How we cite our quotes: Citations follow this format: (Part.Chapter.Paragraph)
Quote #61
A few moments later Camille was throwing Dean’s things on the living-room floor and telling him to pack. To my amazement I saw a full-length oil painting of Galatea Dunkel over the sofa. I suddenly realized that all these women were spending months of loneliness and womanliness together, chatting about the madness of the men. (III.2.12)
As the novel progresses, Sal becomes sensitive to the women whose lives are being ruined by the madness of their men.
Quote #62
Dean claimed he no longer needed Marylou though he still loved her. We both agreed he would make out in New York. (III.3.2)

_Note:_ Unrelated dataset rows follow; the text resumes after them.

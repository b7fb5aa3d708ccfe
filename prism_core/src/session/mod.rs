//! Session façade composing the store, registry, cache, translator,
//! executor, and selector behind a small API.
//!
//! One session owns one store connection. Everything is synchronous and
//! single-threaded; callers needing concurrency run one session per worker.

use crate::cache::{fingerprint, QueryCache};
use crate::error::{PrismError, Result};
use crate::executor::{self, QueryResult};
use crate::export::{self, ExportFormat};
use crate::ingest;
use crate::schema::SchemaRegistry;
use crate::store::{quote_ident, Store};
use crate::translate::{
    LanguageModel, OpenAiClient, Translator, DEFAULT_BASE_URL, DEFAULT_MODEL,
};
use crate::types::{Column, TableSchema, Value};
use crate::viz;
use std::path::{Path, PathBuf};
use tracing::{debug, info, warn};

#[derive(Debug, Clone)]
pub struct SessionConfig {
    /// Database file; `None` means in-memory.
    pub db_path: Option<PathBuf>,
    /// Explicit credential; falls back to `OPENAI_API_KEY`.
    pub api_key: Option<String>,
    pub model: String,
    pub base_url: String,
    /// When a cached translation fails to execute, drop it and re-translate
    /// exactly once before giving up.
    pub retranslate_on_cache_failure: bool,
}

impl Default for SessionConfig {
    fn default() -> Self {
        Self {
            db_path: None,
            api_key: None,
            model: DEFAULT_MODEL.to_string(),
            base_url: DEFAULT_BASE_URL.to_string(),
            retranslate_on_cache_failure: true,
        }
    }
}

#[derive(Debug, Clone)]
pub struct UploadSummary {
    /// Target table; `None` for multi-statement `.sql` scripts.
    pub table: Option<String>,
    pub rows: usize,
    pub columns: usize,
}

pub struct Session {
    store: Store,
    registry: SchemaRegistry,
    cache: QueryCache,
    translator: Option<Translator>,
    current_table: Option<String>,
    retranslate_on_cache_failure: bool,
}

impl Session {
    /// Open a session. A missing API key is a soft condition: direct SQL
    /// needs no credential, so only `ask` is affected.
    pub fn new(config: SessionConfig) -> Result<Self> {
        let api_key = config
            .api_key
            .clone()
            .or_else(|| std::env::var("OPENAI_API_KEY").ok())
            .filter(|k| !k.is_empty());

        let translator = match api_key {
            Some(key) => Some(Translator::new(Box::new(OpenAiClient::new(
                key,
                config.model.clone(),
                config.base_url.clone(),
            )?))),
            None => {
                warn!("no API key configured; natural language queries are disabled");
                None
            }
        };

        Self::build(config, translator)
    }

    /// Open a session over a caller-supplied language model backend.
    pub fn with_model(config: SessionConfig, model: Box<dyn LanguageModel>) -> Result<Self> {
        Self::build(config, Some(Translator::new(model)))
    }

    fn build(config: SessionConfig, translator: Option<Translator>) -> Result<Self> {
        let store = match &config.db_path {
            Some(path) => Store::open(path)?,
            None => Store::memory()?,
        };

        let mut session = Self {
            store,
            registry: SchemaRegistry::new(),
            cache: QueryCache::new(),
            translator,
            current_table: None,
            retranslate_on_cache_failure: config.retranslate_on_cache_failure,
        };
        session.registry.refresh(&session.store)?;
        info!(
            tables = session.registry.tables().len(),
            "session ready"
        );
        Ok(session)
    }

    /// Load a file (csv, json, or a .sql script) into the store.
    pub fn upload(&mut self, path: impl AsRef<Path>, name: Option<&str>) -> Result<UploadSummary> {
        self.ensure_open()?;
        let path = path.as_ref();
        let ext = path
            .extension()
            .and_then(|e| e.to_str())
            .unwrap_or("")
            .to_ascii_lowercase();

        match ext.as_str() {
            "csv" | "json" => {
                let dataset = if ext == "csv" {
                    ingest::load_csv(path)?
                } else {
                    ingest::load_json(path)?
                };
                let table = name
                    .map(ingest::sanitize_name)
                    .unwrap_or_else(|| ingest::table_name_from_path(path));
                let summary = UploadSummary {
                    table: Some(table.clone()),
                    rows: dataset.rows.len(),
                    columns: dataset.columns.len(),
                };
                self.store
                    .replace_table(&table, &dataset.columns, &dataset.rows)?;
                self.registry.refresh(&self.store)?;
                self.current_table = Some(table.clone());
                info!(table, rows = summary.rows, "uploaded dataset");
                Ok(summary)
            }
            "sql" => {
                let script = std::fs::read_to_string(path)?;
                self.store.execute_batch(&script)?;
                self.registry.refresh(&self.store)?;
                info!(path = %path.display(), "executed sql script");
                Ok(UploadSummary {
                    table: None,
                    rows: 0,
                    columns: 0,
                })
            }
            other => Err(PrismError::UnsupportedFormat(other.to_string())),
        }
    }

    /// Programmatic upload of already-typed rows.
    pub fn upload_rows(
        &mut self,
        name: &str,
        columns: &[Column],
        rows: &[Vec<Value>],
    ) -> Result<UploadSummary> {
        self.ensure_open()?;
        let table = ingest::sanitize_name(name);
        self.store.replace_table(&table, columns, rows)?;
        self.registry.refresh(&self.store)?;
        self.current_table = Some(table.clone());
        Ok(UploadSummary {
            table: Some(table),
            rows: rows.len(),
            columns: columns.len(),
        })
    }

    /// Ask a natural-language question against the current (or named) table.
    ///
    /// Schema lookup and translation failures are folded into the returned
    /// result; nothing here raises across the public boundary.
    pub fn ask(&mut self, question: &str, viz: bool, table: Option<&str>) -> QueryResult {
        if !self.store.is_open() {
            return QueryResult::failed("", "session is closed");
        }

        let table = match table
            .map(str::to_string)
            .or_else(|| self.current_table.clone())
        {
            Some(t) => t,
            None => return QueryResult::failed("", "no table specified; upload data first"),
        };

        let schema = match self.registry.get(&table) {
            Ok(s) => s.clone(),
            Err(e) => return QueryResult::failed("", e.to_string()),
        };

        let translator = match &self.translator {
            Some(t) => t,
            None => return QueryResult::failed("", "no API key configured"),
        };

        let key = fingerprint(question, &table, self.registry.version());
        let (sql, from_cache) = match self.cache.lookup(&key) {
            Some(hit) => {
                debug!("translation served from cache");
                (hit.to_string(), true)
            }
            None => match translator.translate(question, &table, &schema) {
                Ok(sql) => {
                    self.cache.store(key.clone(), sql.clone());
                    (sql, false)
                }
                Err(e) => return QueryResult::failed("", e.to_string()),
            },
        };

        let mut result = executor::execute(&self.store, &sql);

        if !result.success && from_cache && self.retranslate_on_cache_failure {
            debug!("cached SQL failed to execute; re-translating once");
            self.cache.remove(&key);
            if let Ok(fresh) = translator.translate(question, &table, &schema) {
                self.cache.store(key, fresh.clone());
                result = executor::execute(&self.store, &fresh);
            }
        }

        if viz && result.success {
            if let Some(choice) = viz::select(&result, question) {
                result.chart = Some(choice.spec);
            }
        }
        result
    }

    /// Execute SQL directly, bypassing the translator (no model cost).
    pub fn sql(&self, query: &str, viz: bool) -> QueryResult {
        if !self.store.is_open() {
            return QueryResult::failed(query, "session is closed");
        }
        let mut result = executor::execute(&self.store, query);
        if viz && result.success {
            if let Some(choice) = viz::select(&result, "SQL Query Result") {
                result.chart = Some(choice.spec);
            }
        }
        result
    }

    /// Sample rows from a table.
    pub fn peek(&self, table: Option<&str>, limit: usize) -> QueryResult {
        let table = match table
            .map(str::to_string)
            .or_else(|| self.current_table.clone())
        {
            Some(t) => t,
            None => return QueryResult::failed("", "no table specified; upload data first"),
        };
        self.sql(
            &format!("SELECT * FROM {} LIMIT {limit}", quote_ident(&table)),
            false,
        )
    }

    /// Write a result's rows to a file. Unknown formats fail hard upstream
    /// when parsing [`ExportFormat`].
    pub fn export(&self, result: &QueryResult, path: &Path, format: ExportFormat) -> Result<()> {
        self.ensure_open()?;
        export::export(&result.columns, &result.rows, path, format)
    }

    pub fn tables(&self) -> Vec<String> {
        self.registry.tables().iter().map(|t| t.to_string()).collect()
    }

    pub fn schema(&self, table: &str) -> Result<&TableSchema> {
        self.registry.get(table)
    }

    pub fn current_table(&self) -> Option<&str> {
        self.current_table.as_deref()
    }

    pub fn has_translator(&self) -> bool {
        self.translator.is_some()
    }

    pub fn cache_len(&self) -> usize {
        self.cache.len()
    }

    /// Explicit cache reset; the only way entries leave the cache besides
    /// the retranslate-on-failure path.
    pub fn clear_cache(&mut self) {
        self.cache.clear();
    }

    /// Release the store connection. Idempotent; a closed session rejects
    /// every other operation.
    pub fn close(&mut self) {
        if self.store.is_open() {
            self.store.close();
            info!("session closed");
        }
    }

    fn ensure_open(&self) -> Result<()> {
        if self.store.is_open() {
            Ok(())
        } else {
            Err(PrismError::Closed)
        }
    }
}
//! Tabular ingestion: CSV and JSON files into typed columns and rows.
//!
//! Column names are cleaned the same way regardless of source (trimmed,
//! spaces and dashes become underscores). Types are inferred per column:
//! all-integer wins Integer, otherwise anything numeric wins Real,
//! otherwise Text. Empty CSV cells and JSON nulls become NULL without
//! affecting the column type.

use crate::error::{PrismError, Result};
use crate::types::{Column, DataType, Value};
use std::fs::File;
use std::path::Path;
use tracing::debug;

#[derive(Debug, Clone)]
pub struct Dataset {
    pub columns: Vec<Column>,
    pub rows: Vec<Vec<Value>>,
}

/// Clean a table or column name: trim, spaces/dashes to underscores.
pub fn sanitize_name(raw: &str) -> String {
    raw.trim().replace([' ', '-'], "_")
}

/// Default table name for a file: its sanitized stem.
pub fn table_name_from_path(path: &Path) -> String {
    let stem = path
        .file_stem()
        .and_then(|s| s.to_str())
        .unwrap_or("data");
    sanitize_name(stem)
}

pub fn load_csv(path: &Path) -> Result<Dataset> {
    let mut reader = csv::ReaderBuilder::new().from_path(path)?;

    let columns_raw: Vec<String> = reader.headers()?.iter().map(sanitize_name).collect();

    let mut records: Vec<csv::StringRecord> = Vec::new();
    for record in reader.records() {
        records.push(record?);
    }

    let mut rows: Vec<Vec<Value>> = Vec::with_capacity(records.len());
    for record in &records {
        let row = (0..columns_raw.len())
            .map(|i| parse_cell(record.get(i).unwrap_or("")))
            .collect();
        rows.push(row);
    }

    let columns = infer_columns(columns_raw, &rows);
    debug!(path = %path.display(), rows = rows.len(), "loaded csv");
    Ok(Dataset { columns, rows })
}

pub fn load_json(path: &Path) -> Result<Dataset> {
    let file = File::open(path)?;
    let payload: serde_json::Value = serde_json::from_reader(file)?;

    let objects = payload
        .as_array()
        .ok_or_else(|| PrismError::Ingest("expected a top-level JSON array".to_string()))?;

    let first = objects
        .first()
        .and_then(|v| v.as_object())
        .ok_or_else(|| PrismError::Ingest("expected an array of objects".to_string()))?;

    let columns_raw: Vec<String> = first.keys().map(|k| sanitize_name(k)).collect();
    let keys: Vec<String> = first.keys().cloned().collect();

    let mut rows: Vec<Vec<Value>> = Vec::with_capacity(objects.len());
    for object in objects {
        let object = object
            .as_object()
            .ok_or_else(|| PrismError::Ingest("expected an array of objects".to_string()))?;
        let row = keys
            .iter()
            .map(|key| json_to_value(object.get(key).unwrap_or(&serde_json::Value::Null)))
            .collect();
        rows.push(row);
    }

    let columns = infer_columns(columns_raw, &rows);
    debug!(path = %path.display(), rows = rows.len(), "loaded json");
    Ok(Dataset { columns, rows })
}

fn parse_cell(cell: &str) -> Value {
    let trimmed = cell.trim();
    if trimmed.is_empty() {
        return Value::Null;
    }
    if let Ok(i) = trimmed.parse::<i64>() {
        return Value::Integer(i);
    }
    if let Ok(r) = trimmed.parse::<f64>() {
        if r.is_finite() {
            return Value::Real(r);
        }
    }
    Value::Text(trimmed.to_string())
}

fn json_to_value(value: &serde_json::Value) -> Value {
    match value {
        serde_json::Value::Null => Value::Null,
        serde_json::Value::Bool(b) => Value::Integer(i64::from(*b)),
        serde_json::Value::Number(n) => {
            if let Some(i) = n.as_i64() {
                Value::Integer(i)
            } else {
                Value::Real(n.as_f64().unwrap_or(0.0))
            }
        }
        serde_json::Value::String(s) => Value::Text(s.clone()),
        // nested structures are stored as their JSON text
        other => Value::Text(other.to_string()),
    }
}

fn infer_columns(names: Vec<String>, rows: &[Vec<Value>]) -> Vec<Column> {
    names
        .into_iter()
        .enumerate()
        .map(|(i, name)| {
            let data_type = rows
                .iter()
                .map(|row| row[i].data_type())
                .fold(DataType::Null, unify);
            Column { name, data_type }
        })
        .collect()
}

fn unify(a: DataType, b: DataType) -> DataType {
    use DataType::*;
    match (a, b) {
        (Null, t) | (t, Null) => t,
        (x, y) if x == y => x,
        (Integer, Real) | (Real, Integer) => Real,
        _ => Text,
    }
}

#[cfg(test)]
mod tests {
    use super::*;
    use std::io::Write;
    use tempfile::NamedTempFile;

    #[test]
    fn test_sanitize_name() {
        assert_eq!(sanitize_name("  order id "), "order_id");
        assert_eq!(sanitize_name("my-table"), "my_table");
        assert_eq!(sanitize_name("plain"), "plain");
    }

    #[test]
    fn test_table_name_from_path() {
        assert_eq!(
            table_name_from_path(Path::new("/tmp/sales data-2024.csv")),
            "sales_data_2024"
        );
    }

    #[test]
    fn test_load_csv_with_inference() {
        let mut file = NamedTempFile::new().unwrap();
        writeln!(file, "product,amount,price,region").unwrap();
        writeln!(file, "Laptop,1500,999.99,North").unwrap();
        writeln!(file, "Mouse,250,19.5,South").unwrap();
        file.flush().unwrap();

        let dataset = load_csv(file.path()).unwrap();
        assert_eq!(dataset.columns.len(), 4);
        assert_eq!(dataset.columns[0].data_type, DataType::Text);
        assert_eq!(dataset.columns[1].data_type, DataType::Integer);
        assert_eq!(dataset.columns[2].data_type, DataType::Real);
        assert_eq!(dataset.rows.len(), 2);
        assert_eq!(dataset.rows[0][1], Value::Integer(1500));
        assert_eq!(dataset.rows[1][2], Value::Real(19.5));
    }

    #[test]
    fn test_load_csv_empty_cells_are_null() {
        let mut file = NamedTempFile::new().unwrap();
        writeln!(file, "a,b").unwrap();
        writeln!(file, "1,").unwrap();
        writeln!(file, "2,x").unwrap();
        file.flush().unwrap();

        let dataset = load_csv(file.path()).unwrap();
        assert_eq!(dataset.rows[0][1], Value::Null);
        // the null cell does not demote the column type
        assert_eq!(dataset.columns[1].data_type, DataType::Text);
    }

    #[test]
    fn test_load_csv_mixed_numeric_widens_to_real() {
        let mut file = NamedTempFile::new().unwrap();
        writeln!(file, "v").unwrap();
        writeln!(file, "1").unwrap();
        writeln!(file, "2.5").unwrap();
        file.flush().unwrap();

        let dataset = load_csv(file.path()).unwrap();
        assert_eq!(dataset.columns[0].data_type, DataType::Real);
    }

    #[test]
    fn test_load_json_objects() {
        let mut file = NamedTempFile::new().unwrap();
        write!(
            file,
            r#"[{{"name": "Laptop", "amount": 1500, "in stock": true}},
                {{"name": "Mouse", "amount": 250, "in stock": false}}]"#
        )
        .unwrap();
        file.flush().unwrap();

        let dataset = load_json(file.path()).unwrap();
        assert_eq!(dataset.columns[0].name, "name");
        assert_eq!(dataset.columns[2].name, "in_stock");
        assert_eq!(dataset.columns[1].data_type, DataType::Integer);
        assert_eq!(dataset.rows[0][2], Value::Integer(1));
        assert_eq!(dataset.rows[1][2], Value::Integer(0));
    }

    #[test]
    fn test_load_json_rejects_non_array() {
        let mut file = NamedTempFile::new().unwrap();
        write!(file, r#"{{"not": "an array"}}"#).unwrap();
        file.flush().unwrap();

        assert!(matches!(
            load_json(file.path()),
            Err(PrismError::Ingest(_))
        ));
    }
}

Unlike Sal, Dean is able to distinguish between love and need. For Sal, the need for companionship is often mistaken for love.
Quote #63
I took one last look at Mill City and knew there was no sense trying to dig up the involved past; instead we decided to go see Galatea Dunkel about sleeping accommodations. Ed had left her again, was in Denver, and damned if she still didn’t plot to get him back. We found her sitting crosslegged on the Oriental-type rug of her four-room tenement flat on upper Mission with a deck of fortune cards. Good girl. I saw sad signs that Ed Dunkel had lived here awhile and then left out of stupors and disinclinations only.
"He’ll come back," said Galatea. "That guy can’t take care of himself without me." She gave a furious look at Dean and Roy Johnson. "It was Tommy Snark who did it this time. All the time before he came Ed was perfectly happy and worked and we went out and had wonderful times. Dean, you know that. Then they’d sit in the bathroom for hours, Ed in the bathtub and Snarky on the seat, and talk and talk and talk - such silly things." (III.3.4, III.3.5)
The women in On the Road choose to blame the friends of their husbands and boyfriends for neglect and mistreatment, rather than blaming their own men.